The Letter From Birmingham Jail By Annie Johansenking_arrest_jpg.jpgIn 1963, on Good Friday, Martin Luther King Jr. led a march in Birmingham to protest the segregation and discrimination that African Americans faced in the U.S. Everyone involved, fifty three blacks, including Martin Luther King Jr. were arrested. This protesting march made the clergymen of Birmingham upset and their anger made them write a letter directed at African Americans to stop all of their protests. The letter was then put in the Birmingham Newspaper which King read while in his jail cell. Keeping in mind that King was very strong willed and stood up for his opinions, he wrote a response to the clerygymen's letter that turned into the turning poing of the Civil Rights Movement, and became the Letter From Birmingham Jail. King wanted to diminish discrimination and segregation and wanted racial equality and through his "letter" King tried to show how much he wanted to eliminate violence within the whites and the blacks including bloodshed and hatred directed towards the blacks.

In the beginning of the letter, King protested the segregation that the clergymen took part in to create an impacting crisis and fuel the everlonging tension between whites and blacks. In addition to calling the clergymen out for only fueling the fire and not putting it out, King said that the clergymen did not confront the issue, but instead dealt with it by putting everyone involved in jail. King also mentioned how disappointed he was in the Church because they had not supported him in his actions towards racial equality and that they had not lived up to what God wanted them to be. In the Letter From Birmingham Jail, Martin Luther King Jr. explained how the African Americans had everything they wanted to happen in the community very well planned out, and that he stood very strong behind all of the protests against the civil rights of blacks. King and his followers wanted to force all of the white politicians to negotiate becuase they had done nothing to further African American rights. The politicians had promised things that never happened and blacks were tired of the discrimination and King stated how he truly lived for racial equality. Throughout the letter King mentioned how violence was the last thing he wanted, he just wanted laws to change and court rulings to be upheld. Also, King answered the clergymen's statement, that breaking the law and creating protest wasn't the way to reach racial equality, by saying that he hasnt broken any laws because a law to him was something that is "morally sound." King expressed that a law was made to protect someone and not degrade and punish them.

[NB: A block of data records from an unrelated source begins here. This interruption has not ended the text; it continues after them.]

//! Window-system independent input events.

#[derive(Debug, Clone, Copy, PartialEq, Eq)]
pub enum Key {
    Char(char),
    Space,
    Enter,
    Escape,
    Backspace,
    Delete,
    Left,
    Right,
    Up,
    Down,
    Home,
    End,
    F(u8),
}

#[derive(Debug, Clone, Copy, PartialEq, Eq)]
pub enum MouseButton {
    Left,
    Right,
    Middle,
}

#[derive(Debug, Clone, Copy, PartialEq, Eq)]
pub enum InputEvent {
    Key(Key),
    MouseDown(MouseButton),
    /// Pointer position in canvas pixels.
    MouseMove { x: i32, y: i32 },
    Focus(bool),
    /// Window fully hidden (true) or shown again (false).
    Occluded(bool),
    Quit,
}

/// Translation from winit's events.
pub mod winit_input {
    use winit::event::MouseButton as WinitButton;
    use winit::keyboard::{Key as WinitKey, NamedKey};

    use super::{Key, MouseButton};

    pub fn key(key: &WinitKey) -> Option<Key> {
        match key {
            WinitKey::Named(named) => Some(match named {
                NamedKey::Space => Key::Space,
                NamedKey::Enter => Key::Enter,
                NamedKey::Escape => Key::Escape,
                NamedKey::Backspace => Key::Backspace,
                NamedKey::Delete => Key::Delete,
                NamedKey::ArrowLeft => Key::Left,
                NamedKey::ArrowRight => Key::Right,
                NamedKey::ArrowUp => Key::Up,
                NamedKey::ArrowDown => Key::Down,
                NamedKey::Home => Key::Home,
                NamedKey::End => Key::End,
                NamedKey::F1 => Key::F(1),
                NamedKey::F2 => Key::F(2),
                NamedKey::F3 => Key::F(3),
                NamedKey::F4 => Key::F(4),
                NamedKey::F5 => Key::F(5),
                _ => return None,
            }),
            WinitKey::Character(s) => match s.chars().next() {
                Some(' ') => Some(Key::Space),
                Some(c) => Some(Key::Char(c)),
                None => None,
            },
            _ => None,
        }
    }

    pub fn button(button: WinitButton) -> Option<MouseButton> {
        match button {
            WinitButton::Left => Some(MouseButton::Left),
            WinitButton::Right => Some(MouseButton::Right),
            WinitButton::Middle => Some(MouseButton::Middle),
            _ => None,
        }
    }
}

After expressing true feelings, King said that the African Americans would not stop what they were doing until they obtained racial equality, and that if they couldn't do that peacefully, things would become more violent. African Americans could no longer hold in their anger and emotions and nothing was stopping them from expressing themselves. King explained that nationalists in the black community were coming more common and that he had faith that the African American people and church would influence the people, of whatever race, around them. In the end of the letter, King says that he hopes that the African American church owns up to its responsibilites to support the black people in their protests and to help them rise from everything bad that had happened in the past. The entire Letter From Birmingham Jail was originally written in the margins of the Birmingham Newspaper that held the letter from the Birmingham clergymen.


This letter was seen as the spark of the Civil Rights Movement. The fact that King had risked so much to have a letter written on an old newspaper be smuggled out of jail and into the public eye showed that he truly wanted change. The need to be heard showed the government that King wasn't going to stop his protests until he got what he wanted, racial equality. King could have been punished even more for smuggling an object out of jail but that was not an apparent cost to him. King had started to achieve his goal to spread the need to eliminate segregation and reach the stage of every man, no matter his skin color, being equal. Without King writing this letter in response to the clergymen, the Civil Rights Movement could have taken a lot longer to have affect. Without the letter, the public, and white people, did not know how dedicated King was to achieving his goals. The people were greatly impacted by this letter because it gave them a sense of hope that King would not give up, and also stimulated them to support African American Rights. Martin Luther King Jr. was a tremendously powerful man who, with one letter on an old newspaper, sparked the moving forward of the Civil Rights Movement.